Understanding which thread owns, or has access to, the IRP at each point in
processing can help find such problems. Examples 1 and 2 trace IRP ownership to
demonstrate the issues.
Example 1
In the following example, a race condition can occur between the sample code and
the Cancel routine (not shown) if the IRP is canceled after the driver releases the
cancel spin lock but before it marks the IRP pending.
case IOCTL_GET_REQUEST:
IoAcquireCancelSpinLock (&cancelIRQL);
InsertTailList (&ConnectionIrpQueue,
&Irp->Tail.Overlay.ListEntry);
IoSetCancelRoutine (Irp, GetReqCancel);
IoReleaseCancelSpinLock (cancelIRQL);
IoMarkIrpPending (Irp);
As soon as this thread stores the address of the IRP in the global structure
(ConnectionIrpQueue) and releases the cancel spin lock, another thread can take
ownership of the IRP. The new owning thread then acquires the cancel spin lock
and reads the queued IRP by traversing the global structures. By the time that the
original thread marks the IRP pending, the other thread might already have
completed the IRP.
To correct the problem, the driver must hold the cancel spin lock when it marks the
IRP pending and sets status. For example:
case IOCTL_GET_REQUEST:
IoAcquireCancelSpinLock (&cancelIRQL);
InsertTailList (&ConnectionIrpQueue,
&Irp->Tail.Overlay.ListEntry);
IoSetCancelRoutine (Irp, GetReqCancel);
IoMarkIrpPending (Irp);
Example 2
In the following example, a race condition can occur between the routine that
dequeues the IRP and the Cancel routine for the IRP.

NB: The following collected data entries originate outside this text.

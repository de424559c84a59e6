/*!

Reference collaborators for `testbed-lifecycle`: a locally started process, an ordered composite
of units, a Kubernetes [`ClusterApi`](testbed_lifecycle::ClusterApi), and pod readiness helpers
for resources that run in a cluster.

!*/

#![deny(
    clippy::expect_used,
    clippy::get_unwrap,
    clippy::panic,
    clippy::panicking_unwrap,
    clippy::unwrap_in_result,
    clippy::unwrap_used
)]

mod cluster;
mod composite;
mod process;
pub mod readiness;

pub use cluster::KubeCluster;
pub use composite::Composite;
pub use process::ProcessUnit;
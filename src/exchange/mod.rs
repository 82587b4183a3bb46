//! Exchange Client (XC): signed REST access to a venue, with retry,
//! backoff, and error-taxonomy mapping.

pub mod binance;
pub mod dto;
pub mod signing;

use async_trait::async_trait;
use rust_decimal::Decimal;

use crate::domain::{OrderSide, Platform, PositionSide};
use crate::money::SymbolFilters;

pub use dto::{AccountInfo, ExchangeOrder, ExchangePosition, Kline, OrderQueryFilters, PlaceOrderRequest, Ticker};

#[derive(Debug, Clone, Copy, PartialEq, Eq)]
pub enum MarginTypeReq {
    Isolated,
    Crossed,
}

/// Everything the Trading Router needs from a venue, abstracted behind a
/// trait so tests can swap in a mock without touching `TradingRouter`.
#[async_trait]
pub trait ExchangeClient: Send + Sync {
    fn platform(&self) -> Platform;

    async fn get_ticker(&self, symbol: &str) -> anyhow::Result<Ticker>;

    async fn get_klines(&self, symbol: &str, interval: &str, limit: u32) -> anyhow::Result<Vec<Kline>>;

    async fn get_symbol_info(&self, symbol: &str) -> anyhow::Result<SymbolFilters>;

    async fn get_account(&self) -> anyhow::Result<AccountInfo>;

    async fn get_positions(&self, symbol: Option<&str>) -> anyhow::Result<Vec<ExchangePosition>>;

    async fn set_leverage(&self, symbol: &str, leverage: u32) -> anyhow::Result<()>;

    async fn set_margin_type(&self, symbol: &str, margin_type: MarginTypeReq) -> anyhow::Result<()>;

    async fn place_order(&self, request: PlaceOrderRequest) -> anyhow::Result<ExchangeOrder>;

    async fn modify_order(
        &self,
        symbol: &str,
        order_id: i64,
        quantity: Option<Decimal>,
        price: Option<Decimal>,
    ) -> anyhow::Result<ExchangeOrder>;

    async fn cancel_order(&self, symbol: &str, order_id: i64) -> anyhow::Result<()>;

    async fn cancel_all_orders(&self, symbol: &str) -> anyhow::Result<()>;

    async fn place_batch_orders(&self, orders: Vec<PlaceOrderRequest>) -> anyhow::Result<Vec<ExchangeOrder>>;

    async fn get_open_orders(&self, symbol: Option<&str>) -> anyhow::Result<Vec<ExchangeOrder>>;

    async fn get_all_orders(&self, symbol: &str, filters: OrderQueryFilters) -> anyhow::Result<Vec<ExchangeOrder>>;

    /// `None` if no open position matched; otherwise the last order placed.
    async fn close_position(&self, symbol: &str, side: PositionSide) -> anyhow::Result<Option<ExchangeOrder>>;
}

/// Derive the one-way/hedge-mode-aware direction of a reported exchange
/// position: explicit LONG/SHORT, or the sign of the amount when `BOTH`.
pub fn effective_direction(position_side: PositionSide, amount: Decimal) -> Option<OrderSide> {
    match position_side {
        PositionSide::Long => Some(OrderSide::Buy),
        PositionSide::Short => Some(OrderSide::Sell),
        PositionSide::Both => {
            if amount.is_sign_positive() && !amount.is_zero() {
                Some(OrderSide::Buy)
            } else if amount.is_sign_negative() {
                Some(OrderSide::Sell)
            } else {
                None
            }
        }
    }
}

#[cfg(test)]
mod tests {
    use super::*;
    use rust_decimal_macros::dec;

    #[test]
    fn effective_direction_explicit_sides() {
        assert_eq!(effective_direction(PositionSide::Long, dec!(0)), Some(OrderSide::Buy));
        assert_eq!(effective_direction(PositionSide::Short, dec!(0)), Some(OrderSide::Sell));
    }

    #[test]
    fn effective_direction_one_way_mode_uses_sign() {
        assert_eq!(effective_direction(PositionSide::Both, dec!(1.5)), Some(OrderSide::Buy));
        assert_eq!(effective_direction(PositionSide::Both, dec!(-1.5)), Some(OrderSide::Sell));
        assert_eq!(effective_direction(PositionSide::Both, dec!(0)), None);
    }
}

if(!IsListEmpty( &pDevExt->IrpQ[Type].ListHead) ) {
KeAcquireSpinLock( &pDevExt->IrpQ[Type].SpinLock,
&kTempIrql );
pHead = RemoveHeadList( &pDevExt->IrpQ[Type].ListHead );
KeReleaseSpinLock( &pDevExt->IrpQ[Type].SpinLock,
kTempIrql );
pIrp = CONTAINING_RECORD(
pHead, // Address
IRP, // Type
Tail.Overlay.ListEntry ); // Field
The sample code includes several errors. The first line incorrectly checks whether
the list of IRPs is empty before it obtains a lock to protect the list. If the IRP is
canceled after the test completes but before the driver acquires the spin lock, the
code within the lock could attempt to remove an IRP from an empty list.
Furthermore, the sample code releases the lock before it removes the Cancel
routine. Because the sample code does not use the cancel spin lock, no locks are in
place when it calls IoSetCancelRoutine. Therefore, if the IRP is canceled after the
call to KeReleaseSpinlock, the Cancel routine might already have started to run
when the sample code tries to remove the Cancel routine. To correct this error, the
driver should check the result of IoSetCancelRoutine. If IoSetCancelRoutine
returns NULL, IRP cancellation is already in progress.

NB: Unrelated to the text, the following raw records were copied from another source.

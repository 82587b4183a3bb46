//! Event Broadcaster (EB): publishes consensus/trade/cycle-complete events
//! to subscribers over a `tokio::sync::broadcast` channel, mirroring the
//! teacher's own WebSocket fan-out pattern in its old `main.rs`.

use chrono::{DateTime, Utc};
use rust_decimal::Decimal;
use serde::{Deserialize, Serialize};
use tokio::sync::broadcast;
use tracing::debug;

use crate::domain::OrderSide;

#[derive(Debug, Clone, Serialize, Deserialize)]
#[serde(tag = "kind", rename_all = "snake_case")]
pub enum Event {
    Consensus {
        council_id: i64,
        decision: String,
        symbol: String,
        confidence: Decimal,
        timestamp: DateTime<Utc>,
    },
    Trade {
        council_id: i64,
        symbol: String,
        side: OrderSide,
        quantity: Decimal,
        price: Decimal,
        timestamp: DateTime<Utc>,
    },
}

pub struct EventBroadcaster {
    sender: broadcast::Sender<Event>,
}

impl EventBroadcaster {
    pub fn new(capacity: usize) -> Self {
        let (sender, _receiver) = broadcast::channel(capacity);
        Self { sender }
    }

    pub fn subscribe(&self) -> broadcast::Receiver<Event> {
        self.sender.subscribe()
    }

    fn publish(&self, event: Event) {
        if let Err(err) = self.sender.send(event) {
            debug!(error = %err, "no active subscribers for event");
        }
    }

    pub fn publish_consensus(&self, council_id: i64, decision: impl Into<String>, symbol: impl Into<String>, confidence: Decimal) {
        self.publish(Event::Consensus {
            council_id,
            decision: decision.into(),
            symbol: symbol.into(),
            confidence,
            timestamp: Utc::now(),
        });
    }

    pub fn publish_trade(&self, council_id: i64, symbol: impl Into<String>, side: OrderSide, quantity: Decimal, price: Decimal) {
        self.publish(Event::Trade {
            council_id,
            symbol: symbol.into(),
            side,
            quantity,
            price,
            timestamp: Utc::now(),
        });
    }

    /// Publishes a consensus event followed by each of `trades` in order.
    pub fn publish_cycle(
        &self,
        council_id: i64,
        decision: impl Into<String>,
        symbol: impl Into<String> + Clone,
        confidence: Decimal,
        trades: &[(OrderSide, Decimal, Decimal)],
    ) {
        self.publish_consensus(council_id, decision, symbol.clone(), confidence);
        for (side, quantity, price) in trades {
            self.publish_trade(council_id, symbol.clone(), *side, *quantity, *price);
        }
    }
}

#[cfg(test)]
mod tests {
    use super::*;
    use rust_decimal_macros::dec;

    #[tokio::test]
    async fn publish_without_subscribers_does_not_panic() {
        let eb = EventBroadcaster::new(16);
        eb.publish_consensus(1, "open_long", "BTCUSDT", dec!(0.75));
    }

    #[tokio::test]
    async fn subscriber_receives_cycle_events_in_order() {
        let eb = EventBroadcaster::new(16);
        let mut rx = eb.subscribe();

        eb.publish_cycle(1, "open_long", "BTCUSDT", dec!(0.75), &[(OrderSide::Buy, dec!(0.002), dec!(50000))]);

        let first = rx.recv().await.unwrap();
        assert!(matches!(first, Event::Consensus { .. }));
        let second = rx.recv().await.unwrap();
        assert!(matches!(second, Event::Trade { .. }));
    }
}
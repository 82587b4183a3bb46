//! Agent Adapter (AA): translates a council decision payload into a single
//! `TradingRouter::execute_trade` call, normalizing side strings and adding
//! no business logic of its own.
//!
//! Grounded in `src/agents/futures_trading_agent.py` of the original
//! implementation: the adapter there does no default-filling for omitted
//! exit-plan levels, and neither does this one.

use rust_decimal::Decimal;

use crate::domain::OrderSide;
use crate::router::{ExecuteTradeOutcome, ExitPlanRequest, TradingRouter};

/// Raw decision payload as received from the council layer, before side
/// normalization.
#[derive(Debug, Clone)]
pub struct CouncilDecision {
    pub council_id: i64,
    pub symbol: String,
    pub side: String,
    pub desired_usd: Decimal,
    pub confidence: Decimal,
    pub leverage: Option<u32>,
    pub stop_loss: Option<Decimal>,
    pub take_profit_short: Option<Decimal>,
    pub take_profit_mid: Option<Decimal>,
    pub take_profit_long: Option<Decimal>,
    pub agent_reasoning: Option<String>,
}

/// Normalizes the free-form side string the council decision carries
/// (`"buy"`, `"BUY"`, `"long"`, `"sell"`, `"SELL"`, `"short"`, …) into the
/// router's `OrderSide`.
pub fn normalize_side(raw: &str) -> Option<OrderSide> {
    match raw.to_ascii_lowercase().as_str() {
        "buy" | "long" => Some(OrderSide::Buy),
        "sell" | "short" => Some(OrderSide::Sell),
        _ => None,
    }
}

pub struct AgentAdapter {
    router: TradingRouter,
}

impl AgentAdapter {
    pub fn new(router: TradingRouter) -> Self {
        Self { router }
    }

    pub async fn dispatch(&self, decision: CouncilDecision) -> anyhow::Result<ExecuteTradeOutcome> {
        let Some(side) = normalize_side(&decision.side) else {
            return Ok(ExecuteTradeOutcome {
                success: false,
                position_id: None,
                holding_id: None,
                order_id: None,
                platform: None,
                error: Some(format!("unrecognized side: {}", decision.side)),
            });
        };

        let exit_plan = ExitPlanRequest {
            stop_loss: decision.stop_loss,
            take_profit_short: decision.take_profit_short,
            take_profit_mid: decision.take_profit_mid,
            take_profit_long: decision.take_profit_long,
        };

        self.router
            .execute_trade(
                decision.council_id,
                &decision.symbol,
                side,
                decision.desired_usd,
                decision.confidence,
                decision.leverage,
                exit_plan,
                decision.agent_reasoning,
            )
            .await
    }
}

#[cfg(test)]
mod tests {
    use super::*;

    #[test]
    fn normalize_side_accepts_buy_sell_long_short_case_insensitive() {
        assert_eq!(normalize_side("buy"), Some(OrderSide::Buy));
        assert_eq!(normalize_side("BUY"), Some(OrderSide::Buy));
        assert_eq!(normalize_side("long"), Some(OrderSide::Buy));
        assert_eq!(normalize_side("sell"), Some(OrderSide::Sell));
        assert_eq!(normalize_side("SHORT"), Some(OrderSide::Sell));
        assert_eq!(normalize_side("sideways"), None);
    }
}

The following code shows the Cancel routine for this IRP:
VOID
IrpqCancelRoutine(
IN PDEVICE_OBJECT DeviceObject,
IN PIRP Irp
)
{
IoReleaseCancelSpinLock( Irp->CancelIrql );
KeAcquireSpinLock( &pDevExt->IrpQ[q].SpinLock,
&kTempIrql );
RemoveEntryList( &Irp->Tail.Overlay.ListEntry );
KeReleaseSpinLock( &pDevExt->IrpQ[q].SpinLock,
kTempIrql );
}
In the Cancel routine, the call to RemoveEntryList might attempt to remove an IRP
that was previously removed by the dequeuing code. To correct this problem, the
Cancel routine must be able to detect whether the IRP is present in the queue. To
make such detection possible, the driver could call InitializeListHead from the
dequeue code to initialize the link fields in the IRP; alternatively, it could mark the
IRP in some way. If the Cancel routine detects that the IRP has already been
removed, it must not try to remove the IRP from the queue.

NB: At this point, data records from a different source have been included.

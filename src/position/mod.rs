//! Position Service (PSV): opens, marks, and closes futures positions and
//! spot holdings against their directional PnL formulas.

use chrono::Utc;
use tracing::info;

use crate::domain::{FuturesPosition, PositionSide, PositionStatus, SpotHolding, HoldingStatus};
use crate::money::Money;
use crate::store::Store;

pub struct PositionService {
    store: Store,
}

/// Directional PnL: `LONG -> (exit - entry) * amt`, `SHORT -> (entry - exit) * amt`.
/// `amt` is the stored signed/unsigned quantity; for `BOTH` (one-way mode) the
/// sign of `amt` itself already encodes direction, so it is treated as LONG
/// when positive and SHORT when negative.
fn directional_pnl(side: PositionSide, amt: Money, entry: Money, mark: Money) -> Money {
    let is_long = match side {
        PositionSide::Long => true,
        PositionSide::Short => false,
        PositionSide::Both => !amt.is_sign_negative(),
    };
    let amt = amt.abs();
    if is_long {
        (mark - entry) * amt
    } else {
        (entry - mark) * amt
    }
}

impl PositionService {
    pub fn new(store: Store) -> Self {
        Self { store }
    }

    /// Computes the derived fields for a freshly-sized position (status,
    /// mark price, notional, open timestamp) without persisting it. The
    /// Trading Router persists the prepared row as part of the same
    /// transaction that records its entry order and council stamp.
    pub fn prepare_new(position: &mut FuturesPosition) {
        position.status = PositionStatus::Open;
        position.mark_price = position.entry_price;
        position.unrealized_profit = Money::ZERO;
        position.notional = position.position_amt.abs() * position.entry_price;
        position.max_notional = position.notional;
        position.opened_at = Utc::now();
        position.closed_at = None;
    }

    pub async fn close_position(
        &self,
        mut position: FuturesPosition,
        exit_price: Money,
        fees: Money,
        funding_fees: Money,
    ) -> anyhow::Result<FuturesPosition> {
        if position.status != PositionStatus::Open {
            anyhow::bail!("position {} is not OPEN (status={:?})", position.id, position.status);
        }

        let pnl = directional_pnl(position.position_side, position.position_amt, position.entry_price, exit_price);
        let realized_pnl = pnl - fees - funding_fees;

        position.status = PositionStatus::Closed;
        position.closed_at = Some(Utc::now());
        position.mark_price = exit_price;
        position.unrealized_profit = Money::ZERO;
        position.realized_pnl = Some(realized_pnl);
        position.fees_paid += fees;
        position.funding_fees += funding_fees;

        self.store.update_position(&position).await?;

        info!(
            position_id = position.id,
            symbol = %position.symbol,
            realized_pnl = %realized_pnl,
            exit_price = %exit_price,
            "futures position closed"
        );
        Ok(position)
    }

    /// No-op if the position is not OPEN. Recomputes unrealized PnL using
    /// the same directional formula as `close_position`, refreshes
    /// notional, and bumps `max_notional` monotonically.
    pub async fn update_mark_price(
        &self,
        mut position: FuturesPosition,
        mark_price: Money,
        liquidation_price: Option<Money>,
    ) -> anyhow::Result<FuturesPosition> {
        if position.status != PositionStatus::Open {
            return Ok(position);
        }

        position.unrealized_profit =
            directional_pnl(position.position_side, position.position_amt, position.entry_price, mark_price);
        position.mark_price = mark_price;
        position.notional = position.position_amt.abs() * mark_price;
        position.max_notional = position.max_notional.max(position.notional);
        if liquidation_price.is_some() {
            position.liquidation_price = liquidation_price;
        }

        self.store.update_position(&position).await?;
        Ok(position)
    }

    /// Upserts any of the six exit-plan fields. Idempotent: passing `None`
    /// for a slot leaves its current stored value untouched.
    #[allow(clippy::too_many_arguments)]
    pub async fn update_exit_plan(
        &self,
        mut position: FuturesPosition,
        stop_loss_price: Option<Money>,
        stop_loss_order_id: Option<String>,
        take_profit_short: Option<(Money, Option<String>)>,
        take_profit_mid: Option<(Money, Option<String>)>,
        take_profit_long: Option<(Money, Option<String>)>,
    ) -> anyhow::Result<FuturesPosition> {
        if let Some(price) = stop_loss_price {
            position.stop_loss_price = Some(price);
            position.stop_loss_order_id = stop_loss_order_id;
        }
        if let Some((price, order_id)) = take_profit_short {
            position.take_profit_short = Some(price);
            position.take_profit_short_order_id = order_id;
        }
        if let Some((price, order_id)) = take_profit_mid {
            position.take_profit_mid = Some(price);
            position.take_profit_mid_order_id = order_id;
        }
        if let Some((price, order_id)) = take_profit_long {
            position.take_profit_long = Some(price);
            position.take_profit_long_order_id = order_id;
        }

        self.store.update_position(&position).await?;
        Ok(position)
    }

    /// Upserts a spot holding. Positive `qty_delta` (BUY) grows the weighted
    /// average cost; negative `qty_delta` (SELL) holds cost basis fixed and
    /// closes the holding once `total` reaches zero.
    pub async fn update_holding(&self, mut holding: SpotHolding, qty_delta: Money, price: Money) -> anyhow::Result<SpotHolding> {
        if qty_delta.is_sign_positive() {
            let new_total_cost = holding.total_cost + qty_delta * price;
            let new_total = holding.total + qty_delta;
            holding.average_cost = if new_total.is_zero() { Money::ZERO } else { new_total_cost / new_total };
            holding.total_cost = new_total_cost;
            holding.total = new_total;
            holding.free += qty_delta;
        } else {
            holding.total += qty_delta;
            holding.free += qty_delta;
            if holding.total <= Money::ZERO {
                holding.total = Money::ZERO;
                holding.free = Money::ZERO;
                holding.status = HoldingStatus::Closed;
                holding.closed_at = Some(Utc::now());
            }
        }

        holding.current_price = price;
        holding.current_value = holding.total * price;
        holding.unrealized_pnl = holding.current_value - holding.total * holding.average_cost;
        holding.last_updated_at = Utc::now();

        let id = self.store.upsert_holding(&holding).await?;
        holding.id = id;
        Ok(holding)
    }
}

#[cfg(test)]
mod tests {
    use super::*;
    use crate::domain::{MarginType, Platform, TradingMode};
    use rust_decimal_macros::dec;

    fn base_position() -> FuturesPosition {
        FuturesPosition {
            id: 0,
            council_id: 1,
            symbol: "BTCUSDT".into(),
            position_side: PositionSide::Long,
            position_amt: dec!(0.002),
            entry_price: dec!(50000),
            mark_price: dec!(50000),
            leverage: 15,
            margin_type: MarginType::Isolated,
            notional: dec!(100),
            liquidation_price: None,
            isolated_margin: None,
            unrealized_profit: dec!(0),
            realized_pnl: None,
            fees_paid: dec!(0),
            funding_fees: dec!(0),
            max_notional: dec!(100),
            platform: Platform::Binance,
            trading_mode: TradingMode::Paper,
            status: PositionStatus::Open,
            opened_at: Utc::now(),
            closed_at: None,
            confidence: Some(dec!(0.75)),
            agent_reasoning: None,
            external_position_id: None,
            stop_loss_price: None,
            stop_loss_order_id: None,
            take_profit_short: None,
            take_profit_short_order_id: None,
            take_profit_mid: None,
            take_profit_mid_order_id: None,
            take_profit_long: None,
            take_profit_long_order_id: None,
        }
    }

    #[test]
    fn long_profit_matches_literal_scenario() {
        // bal=10000, conf=0.75, lev=15, margin=6.67, qty=0.002, close@51000, fees=0.50 -> pnl=1.50
        let pnl = directional_pnl(PositionSide::Long, dec!(0.002), dec!(50000), dec!(51000));
        assert_eq!(pnl, dec!(2.000));
        let realized = pnl - dec!(0.50) - dec!(0);
        assert_eq!(realized, dec!(1.500));
    }

    #[test]
    fn short_loss_matches_literal_scenario() {
        // conf=0.80, lev=20, qty=0.1, close@3100, fees=0.30 -> pnl=-10.30
        let pnl = directional_pnl(PositionSide::Short, dec!(0.1), dec!(3000), dec!(3100));
        assert_eq!(pnl, dec!(-10.0));
        let realized = pnl - dec!(0.30) - dec!(0);
        assert_eq!(realized, dec!(-10.30));
    }

    #[test]
    fn both_side_direction_follows_amount_sign() {
        let long_like = directional_pnl(PositionSide::Both, dec!(1), dec!(100), dec!(110));
        assert_eq!(long_like, dec!(10));
        let short_like = directional_pnl(PositionSide::Both, dec!(-1), dec!(100), dec!(110));
        assert_eq!(short_like, dec!(-10));
    }

    #[test]
    fn update_mark_price_bumps_max_notional_monotonically() {
        let mut position = base_position();
        position.max_notional = dec!(100);
        position.notional = position.position_amt.abs() * position.mark_price;

        // simulate what update_mark_price would compute without a store round-trip
        let mark_price = dec!(60000);
        position.unrealized_profit =
            directional_pnl(position.position_side, position.position_amt, position.entry_price, mark_price);
        position.notional = position.position_amt.abs() * mark_price;
        position.max_notional = position.max_notional.max(position.notional);

        assert_eq!(position.max_notional, dec!(120));

        // a subsequent lower mark must not shrink max_notional
        let lower_notional = position.position_amt.abs() * dec!(55000);
        position.max_notional = position.max_notional.max(lower_notional);
        assert_eq!(position.max_notional, dec!(120));
    }
}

Calling IoCompleteRequest for an IRP while the Cancel routine is still set.
Calling an IRP’s Cancel routine after the IRP has completed without
cancellation.
Cancel routines that return at an elevated IRQL.
The DC2 and Devctl tools can assist in finding “lost” IRPs. A “lost” IRP is a request
that the device finished handling, but the driver neither completed by calling
IoCompleteRequest nor passed to another driver.